DATA
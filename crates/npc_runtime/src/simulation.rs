//! The single writer of NPC state.
//!
//! [`Simulation`] ties the position store, the movement scheduler and the
//! persistence adapter together. Every mutating command persists the store
//! once it has succeeded; ticks persist when the last mover comes to rest.

use npc_math::{Bounds, DVec2};
use npc_persist::{LoadReport, PersistenceAdapter};
use npc_position::{
    CommandOutcome, CompletionCallback, EntityId, EntitySnapshot, MapId, MovementConfig,
    MovementScheduler, MovementStatus, PositionError, PositionStore, TickReport,
};
use tracing::{debug, info};

use crate::placement::{self, EntitySeed};

/// Store, scheduler and persistence, owned together.
#[derive(Debug)]
pub struct Simulation {
    /// Validated configuration.
    config: MovementConfig,
    /// The canonical entity state.
    store: PositionStore,
    /// Drives moving entities while active.
    scheduler: MovementScheduler,
    /// Where snapshots go; `None` keeps everything in memory.
    persistence: Option<PersistenceAdapter>,
    /// Source of random placement.
    rng: fastrand::Rng,
}

impl Simulation {
    /// Create an empty, in-memory simulation.
    ///
    /// # Errors
    ///
    /// Returns [`PositionError`] if `config` fails validation.
    pub fn new(config: MovementConfig) -> Result<Self, PositionError> {
        config.validate()?;
        Ok(Self {
            scheduler: MovementScheduler::from_config(&config)?,
            config,
            store: PositionStore::new(),
            persistence: None,
            rng: fastrand::Rng::new(),
        })
    }

    /// Persist through `adapter`.
    #[must_use]
    pub fn with_persistence(mut self, adapter: PersistenceAdapter) -> Self {
        self.persistence = Some(adapter);
        self
    }

    /// Use a fixed seed for random placement.
    #[must_use]
    pub fn with_seed(mut self, seed: u64) -> Self {
        self.rng = fastrand::Rng::with_seed(seed);
        self
    }

    #[must_use]
    pub fn config(&self) -> &MovementConfig {
        &self.config
    }

    #[must_use]
    pub fn store(&self) -> &PositionStore {
        &self.store
    }

    #[must_use]
    pub fn scheduler(&self) -> &MovementScheduler {
        &self.scheduler
    }

    #[must_use]
    pub fn persistence(&self) -> Option<&PersistenceAdapter> {
        self.persistence.as_ref()
    }

    /// Hydrate the store from the last saved snapshot, if any.
    pub fn restore(&mut self) -> LoadReport {
        match &self.persistence {
            Some(adapter) => adapter.load(&mut self.store),
            None => LoadReport::default(),
        }
    }

    /// Write the store now. Returns `true` if a snapshot was written.
    pub fn save(&mut self) -> bool {
        match &mut self.persistence {
            Some(adapter) => adapter.save(&self.store),
            None => false,
        }
    }

    /// See [`PositionStore::set_position`].
    ///
    /// # Errors
    ///
    /// Returns [`PositionError`] for rejected input; nothing is changed.
    pub fn set_position(
        &mut self,
        id: impl Into<EntityId>,
        name: impl Into<String>,
        position: DVec2,
        status: MovementStatus,
    ) -> Result<(), PositionError> {
        self.store.set_position(id, name, position, status)?;
        self.save();
        Ok(())
    }

    #[must_use]
    pub fn get_position(&self, id: &str) -> Option<EntitySnapshot> {
        self.store.get_position(id)
    }

    #[must_use]
    pub fn get_all(&self) -> Vec<EntitySnapshot> {
        self.store.get_all()
    }

    /// Start a move and wake the scheduler.
    ///
    /// # Errors
    ///
    /// Returns [`PositionError`] for a non-finite target.
    pub fn move_to(
        &mut self,
        id: &str,
        target: DVec2,
        on_complete: Option<CompletionCallback>,
    ) -> Result<CommandOutcome, PositionError> {
        let outcome = self.store.move_to(id, target, on_complete)?;
        if outcome.is_applied() {
            self.scheduler.activate();
        }
        Ok(outcome)
    }

    pub fn remove(&mut self, id: &str) -> CommandOutcome {
        let outcome = self.store.remove(id);
        if outcome.is_applied() {
            self.save();
        }
        outcome
    }

    /// Remove every entity and stop all movement.
    pub fn clear(&mut self) -> usize {
        let removed = self.store.clear();
        self.scheduler.deactivate();
        self.save();
        removed
    }

    /// Freeze every moving entity in place.
    pub fn stop_all(&mut self) -> usize {
        let stopped = self.store.stop_all();
        self.scheduler.deactivate();
        if stopped > 0 {
            self.save();
        }
        stopped
    }

    /// Register every entity in `entities` that is not tracked yet at a
    /// random point inside `bounds` inset by `margin` (or the configured
    /// default margin). Already-tracked entities are untouched.
    ///
    /// Returns the ids that were newly placed.
    ///
    /// # Errors
    ///
    /// Returns [`PositionError`] for an unusable margin or an empty id. The
    /// whole batch is checked before anything is placed.
    pub fn initialize_for_map(
        &mut self,
        map: impl Into<MapId>,
        entities: &[EntitySeed],
        bounds: Bounds,
        margin: Option<f64>,
    ) -> Result<Vec<EntityId>, PositionError> {
        let map = map.into();
        let margin = margin.unwrap_or(self.config.default_margin);
        // Re-validate corners; the fields are public.
        let bounds = Bounds::new(bounds.min, bounds.max)?;
        let area = bounds.inset(margin)?;
        if entities.iter().any(|seed| seed.id.as_str().is_empty()) {
            return Err(PositionError::EmptyId);
        }

        let mut placed = Vec::new();
        for seed in entities {
            if self.store.contains(seed.id.as_str()) {
                continue;
            }
            let position = placement::random_point(&area, &mut self.rng);
            self.store
                .place_on_map(seed.id.clone(), seed.name.clone(), position, map.clone())?;
            placed.push(seed.id.clone());
        }

        info!(
            map = %map,
            requested = entities.len(),
            placed = placed.len(),
            "map initialised"
        );
        if !placed.is_empty() {
            self.save();
        }
        Ok(placed)
    }

    /// Advance movement by `dt` seconds.
    pub fn tick(&mut self, dt: f64) -> TickReport {
        let report = self.scheduler.tick(&mut self.store, dt);
        if report.persist_requested {
            debug!(tick_id = report.tick_id, "movement settled; saving");
            self.save();
        }
        report
    }

    /// Whether the scheduler wants more ticks.
    #[must_use]
    pub fn is_active(&self) -> bool {
        self.scheduler.is_active()
    }
}

#[cfg(test)]
mod tests {
    use std::sync::Arc;
    use std::sync::atomic::{AtomicUsize, Ordering};

    use npc_persist::{MemoryStorage, SnapshotStorage};
    use npc_position::MoveCompletion;

    use super::*;

    fn config() -> MovementConfig {
        MovementConfig::default().with_speed(50.0)
    }

    fn seeds(ids: &[&str]) -> Vec<EntitySeed> {
        ids.iter().map(|id| EntitySeed::new(*id, id.to_uppercase())).collect()
    }

    fn persisted(sim: &Simulation) -> Vec<u8> {
        let adapter = sim.persistence().unwrap();
        adapter.storage().read(adapter.key()).unwrap().unwrap()
    }

    fn persistent_sim(storage: MemoryStorage) -> Simulation {
        let adapter = PersistenceAdapter::new(storage, "town").unwrap();
        Simulation::new(config()).unwrap().with_persistence(adapter)
    }

    #[test]
    fn test_rejects_invalid_config() {
        assert!(Simulation::new(MovementConfig::default().with_speed(-1.0)).is_err());
        for frame_rate in [1e-30, 1e12] {
            let config = MovementConfig::default().with_frame_rate(frame_rate);
            assert!(matches!(
                Simulation::new(config),
                Err(PositionError::InvalidFrameRate(_))
            ));
        }
    }

    #[test]
    fn test_move_activates_and_arrives() {
        let mut sim = Simulation::new(config()).unwrap();
        sim.set_position("npc", "Wren", DVec2::ZERO, MovementStatus::Idle).unwrap();

        let calls = Arc::new(AtomicUsize::new(0));
        let counter = Arc::clone(&calls);
        let outcome = sim
            .move_to(
                "npc",
                DVec2::new(100.0, 0.0),
                Some(Box::new(move |_: &MoveCompletion| {
                    counter.fetch_add(1, Ordering::SeqCst);
                })),
            )
            .unwrap();
        assert!(outcome.is_applied());
        assert!(sim.is_active());
        assert_eq!(sim.scheduler().speed(), 50.0);
        assert_eq!(sim.scheduler().tick_id(), 0);

        sim.tick(1.0);
        let midway = sim.get_position("npc").unwrap();
        assert!((midway.position - DVec2::new(50.0, 0.0)).length() < 1e-9);
        assert_eq!(midway.status, MovementStatus::Moving);

        sim.tick(1.0);
        let done = sim.get_position("npc").unwrap();
        assert_eq!(done.position, DVec2::new(100.0, 0.0));
        assert_eq!(done.status, MovementStatus::Idle);
        assert_eq!(calls.load(Ordering::SeqCst), 1);
        assert!(!sim.is_active());
        assert_eq!(sim.scheduler().tick_id(), 2);
    }

    #[test]
    fn test_move_unknown_does_not_activate() {
        let mut sim = Simulation::new(config()).unwrap();
        let outcome = sim.move_to("ghost", DVec2::ONE, None).unwrap();
        assert_eq!(outcome, CommandOutcome::NotFound);
        assert!(!sim.is_active());
        assert!(sim.store().is_empty());
    }

    #[test]
    fn test_initialize_for_map_is_idempotent() {
        let mut sim = Simulation::new(config()).unwrap().with_seed(3);
        let bounds = Bounds::from_size(800.0, 600.0).unwrap();

        let placed = sim
            .initialize_for_map("market", &seeds(&["a", "b"]), bounds, Some(50.0))
            .unwrap();
        assert_eq!(placed.len(), 2);
        let first = sim.get_all();

        let placed = sim
            .initialize_for_map("market", &seeds(&["a", "b", "c"]), bounds, Some(50.0))
            .unwrap();
        assert_eq!(placed, vec![EntityId::new("c")]);
        let second = sim.get_all();
        assert_eq!(&second[..2], &first[..]);

        let inner = bounds.inset(50.0).unwrap();
        for entity in &second {
            assert!(inner.contains(entity.position));
            assert!(entity.is_on(&MapId::new("market")));
            assert_eq!(entity.status, MovementStatus::Idle);
        }
    }

    #[test]
    fn test_initialize_for_map_uses_default_margin() {
        let mut sim = Simulation::new(config().with_default_margin(45.0)).unwrap();
        let bounds = Bounds::from_size(100.0, 100.0).unwrap();
        assert!(sim.initialize_for_map("tiny", &seeds(&["a"]), bounds, None).is_ok());
        let p = sim.get_position("a").unwrap().position;
        assert!(Bounds::new(DVec2::splat(45.0), DVec2::splat(55.0)).unwrap().contains(p));
    }

    #[test]
    fn test_initialize_for_map_rejects_before_mutating() {
        let mut sim = Simulation::new(config()).unwrap();
        let bounds = Bounds::from_size(100.0, 100.0).unwrap();
        assert!(sim.initialize_for_map("m", &seeds(&["a"]), bounds, Some(60.0)).is_err());
        assert!(sim.initialize_for_map("m", &seeds(&["a", ""]), bounds, None).is_err());
        let inverted = Bounds {
            min: DVec2::splat(10.0),
            max: DVec2::ZERO,
        };
        assert!(sim.initialize_for_map("m", &seeds(&["a"]), inverted, Some(0.0)).is_err());
        assert!(sim.store().is_empty());
    }

    #[test]
    fn test_commands_persist() {
        let mut sim = persistent_sim(MemoryStorage::new());
        sim.set_position("a", "Ada", DVec2::new(1.0, 2.0), MovementStatus::Idle).unwrap();
        assert!(String::from_utf8(persisted(&sim)).unwrap().contains("\"Ada\""));

        let _ = sim.remove("a");
        assert_eq!(persisted(&sim), b"[]");
    }

    #[test]
    fn test_settling_persists_final_position() {
        let mut sim = persistent_sim(MemoryStorage::new());
        sim.set_position("a", "Ada", DVec2::ZERO, MovementStatus::Idle).unwrap();
        let _ = sim.move_to("a", DVec2::new(10.0, 0.0), None).unwrap();
        sim.tick(1.0);
        assert!(String::from_utf8(persisted(&sim)).unwrap().contains("10.0"));
    }

    #[test]
    fn test_restore_reloads_moving_entity_as_idle() {
        let mut sim = persistent_sim(MemoryStorage::new());
        sim.set_position("a", "Ada", DVec2::ZERO, MovementStatus::Idle).unwrap();
        sim.set_position("b", "Bram", DVec2::new(7.0, 7.0), MovementStatus::Idle).unwrap();
        let _ = sim.move_to("a", DVec2::new(100.0, 0.0), None).unwrap();
        sim.tick(0.5);
        let midway = sim.get_position("a").unwrap().position;
        assert!(sim.save());

        let mut storage = MemoryStorage::new();
        storage.write("town", &persisted(&sim)).unwrap();
        let mut reloaded = persistent_sim(storage);
        let report = reloaded.restore();
        assert_eq!(report.restored, 2);

        let a = reloaded.get_position("a").unwrap();
        assert_eq!(a.status, MovementStatus::Idle);
        assert_eq!(a.position, midway);
        assert_eq!(reloaded.get_position("b").unwrap().display_name, "Bram");
        assert!(!reloaded.is_active());
    }

    #[test]
    fn test_stop_all_and_clear_deactivate() {
        let mut sim = Simulation::new(config()).unwrap();
        sim.set_position("a", "Ada", DVec2::ZERO, MovementStatus::Idle).unwrap();
        let _ = sim.move_to("a", DVec2::new(100.0, 0.0), None).unwrap();
        assert_eq!(sim.stop_all(), 1);
        assert!(!sim.is_active());

        let _ = sim.move_to("a", DVec2::new(100.0, 0.0), None).unwrap();
        assert_eq!(sim.clear(), 1);
        assert!(!sim.is_active());
        assert!(sim.get_all().is_empty());
    }

    #[test]
    fn test_no_drift_once_settled() {
        let mut sim = Simulation::new(config()).unwrap();
        sim.set_position("a", "Ada", DVec2::ZERO, MovementStatus::Idle).unwrap();
        let _ = sim.move_to("a", DVec2::new(3.0, 4.0), None).unwrap();
        sim.tick(1.0);
        let settled = sim.get_all();
        for _ in 0..50 {
            sim.tick(0.016);
        }
        assert_eq!(sim.get_all(), settled);
    }
}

DESCRIPTION OF THE TASK
There is a line with "self.store.get_position(id)" and a line with "pub fn clear(&mut" above. Copy exactly those two lines and all lines between them, with nothing else.

ANSWER FOR THE TASK
        self.store.get_position(id)
    }

    #[must_use]
    pub fn get_all(&self) -> Vec<EntitySnapshot> {
        self.store.get_all()
    }

    /// Start a move and wake the scheduler.
    ///
    /// # Errors
    ///
    /// Returns [`PositionError`] for a non-finite target.
    pub fn move_to(
        &mut self,
        id: &str,
        target: DVec2,
        on_complete: Option<CompletionCallback>,
    ) -> Result<CommandOutcome, PositionError> {
        let outcome = self.store.move_to(id, target, on_complete)?;
        if outcome.is_applied() {
            self.scheduler.activate();
        }
        Ok(outcome)
    }

    pub fn remove(&mut self, id: &str) -> CommandOutcome {
        let outcome = self.store.remove(id);
        if outcome.is_applied() {
            self.save();
        }
        outcome
    }

    /// Remove every entity and stop all movement.
    pub fn clear(&mut self) -> usize {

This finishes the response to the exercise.